Screenshot 2021-10-26 at 16-55-58 API backend summary - Grafana.png (687×1 px, 72 KB)

SAL says that graphite1004 was reimaged to bullseye on 2021-10-21 7:56 UTC. @fgiunchedi do you think this could be related? (Though it wouldn’t really explain why some other metrics seem to have an earlier cutoff date… I’m just guessing here so far.)

@Lucas_Werkmeister_WMDE thank you for the report. Yes pretty sure the graphite bullseye migration is related. We backfilled graphite1004 from graphite2003 (which in turn was the first host we reimaged, and backfilled it from graphite1004), I suspect some metric files did backfill fully and some others didn't (I don't know why exactly yet).

I verified taking one of your examples for mediawiki API /srv/carbon/whisper/MediaWiki/api/query/executeTiming/sample_rate.wsp has historical data on graphite2003 but not graphite1004 (as experienced). So I think what's needed is to run a backfill again (on the metrics that we know are missing data first), this is a safe operation because data gets merged. I'll try that tomorrow and report back my findings.

Aklapper renamed this task from Several Wikidata Grafana boards missing data before October 2022 to Several Wikidata Grafana boards missing data before October 2021.Oct 27 2021, 8:33 AM

Mentioned in SAL (#wikimedia-operations) [2021-10-27T09:25:17Z] <godog> another run of backfill on graphite1004 - T294355

Status update: the backfill is still ongoing since I lowered the concurrency.

The good news is that some metrics are already backfilled, e.g. api backend summary: https://grafana.wikimedia.org/d/000000002/api-backend-summary?viewPanel=31&orgId=1&from=1617235200000&to=1635119999000

The bad news is that I suspect the first backfill on Oct 11th (i.e. when we reimaged and then backfilled graphite2003) suffered from the same undetected problem, therefore in the case of metrics having data since Oct 11th (as opposed to Oct 21st) we do have data loss unfortunately

Status update: I'm running a full audit on all ~4M metric files looking for similar cases. The backfill from yesterday completed in the mean time and some metrics were able to be backfilled successfully.

I'll be following up with an incident report about this -- again my apologies for the unexpected data loss during migration and backfill.

In terms of action items: we currently don't backup graphite metric files, mostly due to the sheer number of files and space they take. However if a subset of metric files in a directory hierarchy isn't too big (I don't have the exact number on hand for "big" but I'd say low tens of thousands, to be confirmed) then it should be doable to back up in bacula.

Audit completed, what I did is count the number of null data points in the year leading to the graphite2003 reimage (i.e. the first reimage, where the backfill would have first failed) from 2020/10/14 to 2021/10/11 (first column). And the number of nulls after the first reimage (from 2021/10/12 to 2021/10/20) in the second column.
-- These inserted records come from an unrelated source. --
//! Wire format shared by the server and the client.
//!
//! Two message shapes exist:
//!
//! - an integer message: exactly [`WIRE_INTEGER_LEN`] bytes, a signed 32-bit
//!   integer in the host's native byte order. Zero is the terminator.
//! - a result message: a block of [`REPLY_CAPACITY`] bytes holding the
//!   NUL-terminated text `Result = <sum>`, zero-filled to the end.
//!
//! There is no byte-order tag, so both ends must run on hosts with the same
//! integer representation.

use std::io::{self, ErrorKind, Read, Write};

use crate::error::{Op, SessionError};

/// Well-known endpoint path shared by both processes.
pub const SOCKET_NAME: &str = "/tmp/DemoSocket";

/// Maximum size of a result message, terminating NUL included.
pub const REPLY_CAPACITY: usize = 128;

/// Pending connections the listener queues by default.
pub const DEFAULT_BACKLOG: i32 = 20;

pub const WIRE_INTEGER_LEN: usize = std::mem::size_of::<i32>();

/// The value that ends the request phase of a session.
pub const TERMINATOR: i32 = 0;

const REPLY_PREFIX: &str = "Result = ";

pub fn encode_integer(value: i32) -> [u8; WIRE_INTEGER_LEN] {
    value.to_ne_bytes()
}

pub fn decode_integer(bytes: [u8; WIRE_INTEGER_LEN]) -> i32 {
    i32::from_ne_bytes(bytes)
}

/// Reads exactly one wire integer.
///
/// A clean EOF before the first byte is [`SessionError::PeerClosed`]; an EOF
/// after a partial integer is [`SessionError::ShortRead`]. Partial bytes are
/// never interpreted as a value.
pub fn read_integer<R: Read>(reader: &mut R) -> Result<i32, SessionError> {
    let mut buffer = [0u8; WIRE_INTEGER_LEN];
    let mut filled = 0;
    while filled < WIRE_INTEGER_LEN {
        match reader.read(&mut buffer[filled..]) {
            Ok(0) if filled == 0 => return Err(SessionError::PeerClosed),
            Ok(0) => return Err(SessionError::ShortRead { received: filled }),
            Ok(n) => filled += n,
            Err(e) if e.kind() == ErrorKind::Interrupted => continue,
            Err(source) => {
                return Err(SessionError::Io {
                    op: Op::Read,
                    source,
                })
            }
        }
    }
    Ok(decode_integer(buffer))
}

pub fn write_integer<W: Write>(writer: &mut W, value: i32) -> io::Result<()> {
    writer.write_all(&encode_integer(value))
}

/// Builds the fixed-size result block for `sum`.
///
/// The text is cut at `REPLY_CAPACITY - 1` bytes so the block always ends in
/// at least one NUL.
pub fn encode_reply(sum: i32) -> [u8; REPLY_CAPACITY] {
    let text = format!("{REPLY_PREFIX}{sum}");
    let mut block = [0u8; REPLY_CAPACITY];
    let len = text.len().min(REPLY_CAPACITY - 1);
    block[..len].copy_from_slice(&text.as_bytes()[..len]);
    block
}

/// Extracts the message text from a result block or a bare prefix of one.
pub fn decode_reply(bytes: &[u8]) -> String {
    let end = bytes.iter().position(|&b| b == 0).unwrap_or(bytes.len());
    String::from_utf8_lossy(&bytes[..end]).into_owned()
}

/// Per-session running sum. Overflow wraps in two's complement.
#[derive(Clone, Copy, Debug, Default, PartialEq, Eq)]
pub struct Accumulator {
    total: i32,
}

impl Accumulator {
    pub fn new() -> Self {
        Self::default()
    }

    pub fn add(&mut self, value: i32) {
        self.total = self.total.wrapping_add(value);
    }

    pub fn total(&self) -> i32 {
        self.total
    }
}

#[cfg(test)]
mod tests {
    use super::*;
    use std::io::Cursor;

    #[test]
    fn integer_uses_native_byte_order() {
        assert_eq!(encode_integer(-3), (-3i32).to_ne_bytes());
        assert_eq!(decode_integer(7i32.to_ne_bytes()), 7);
    }

    #[test]
    fn read_integer_sequence() {
        let mut wire = Vec::new();
        for value in [5, 10, -3, 0] {
            write_integer(&mut wire, value).unwrap();
        }
        let mut reader = Cursor::new(wire);
        let values: Vec<i32> = (0..4).map(|_| read_integer(&mut reader).unwrap()).collect();
        assert_eq!(values, vec![5, 10, -3, 0]);
    }

    #[test]
    fn read_integer_reports_clean_eof() {
        let mut reader = Cursor::new(Vec::<u8>::new());
        assert!(matches!(
            read_integer(&mut reader),
            Err(SessionError::PeerClosed)
        ));
    }

    #[test]
    fn read_integer_rejects_partial_value() {
        let mut reader = Cursor::new(vec![1u8, 2, 3]);
        assert!(matches!(
            read_integer(&mut reader),
            Err(SessionError::ShortRead { received: 3 })
        ));
    }

    #[test]
    fn reply_block_is_nul_padded() {
        let block = encode_reply(12);
        assert_eq!(block.len(), REPLY_CAPACITY);
        assert_eq!(&block[..11], b"Result = 12");
        assert!(block[11..].iter().all(|&b| b == 0));
        assert_eq!(decode_reply(&block), "Result = 12");
    }

    #[test]
    fn reply_handles_extremes() {
        assert_eq!(decode_reply(&encode_reply(i32::MIN)), "Result = -2147483648");
        assert_eq!(decode_reply(&encode_reply(0)), "Result = 0");
    }

    #[test]
    fn decode_reply_accepts_bare_prefix() {
        assert_eq!(decode_reply(b"Result = 4"), "Result = 4");
        assert_eq!(decode_reply(b""), "");
    }

    #[test]
    fn accumulator_wraps_on_overflow() {
        let mut acc = Accumulator::new();
        acc.add(i32::MAX);
        acc.add(1);
        assert_eq!(acc.total(), i32::MIN);
    }

    #[test]
    fn accumulator_sums_in_order() {
        let mut acc = Accumulator::new();
        for value in [5, 10, -3] {
            acc.add(value);
        }
        assert_eq!(acc.total(), 12);
    }
}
The files for which backfill failed would have a high number of nulls in the first column but low in the second (i.e. datapoints are being appended now, but haven't for the last year). The full list for metrics with more than 10 nulls in last year but less than 10 in the last week is at https://people.wikimedia.org/~filippo/nulls-T294355 (12MB file). I believe these were all the metrics affected by the failed backfill and for which we lost historical data.

Draft incident report: https://wikitech.wikimedia.org/wiki/Incident_documentation/2021-10-29_graphite

Please feel free to integrate/change as needed. I'll be OOO until the 18th and I'll pick this back up

I've sent the incident up for review, what do you think re: my proposal of adding parts of the hierarchy to bacula (if it is feasible in terms of number of files, e.g. daily is ~100k files now)
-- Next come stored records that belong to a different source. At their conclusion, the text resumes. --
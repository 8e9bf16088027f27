//! Sum integers over a UNIX-domain stream socket.
//!
//! A server accepts one client at a time, reads 4-byte integers until a zero
//! terminator and answers with `Result = <sum>`. See [`protocol`] for the wire
//! format.

pub mod client;
pub mod endpoint;
pub mod error;
pub mod protocol;
pub mod server;

pub use client::{run_interactive, Client};
pub use endpoint::{bind, prepare_endpoint, BoundEndpoint, Endpoint};
pub use error::{ClientError, EndpointError, Op, ServeError, SessionError};
pub use protocol::{Accumulator, DEFAULT_BACKLOG, REPLY_CAPACITY, SOCKET_NAME, TERMINATOR};
pub use server::{run_session, ServeMode, Server, ShutdownHandle};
Sounds like a good idea to me, I can’t judge how much would fit in Bacula. Do you need a list of important metrics (worth backing up)?

Sounds like a good idea to me, I can’t judge how much would fit in Bacula. Do you need a list of important metrics (worth backing up)?

Yes a list of "paths" in the metrics hierarchy would be greatly helpful.

re: acceptable limits of files for bacula jobs I'm looping in @jcrespo for guidance/assistance

number of files are (within reason) a non-blocker for bacula, as files are packaged into volumes. It is true that each file is stored as a mysql record, but that should be able to scale until dozens of (US) billons, although it may be slow to recover when rebuilding metadata.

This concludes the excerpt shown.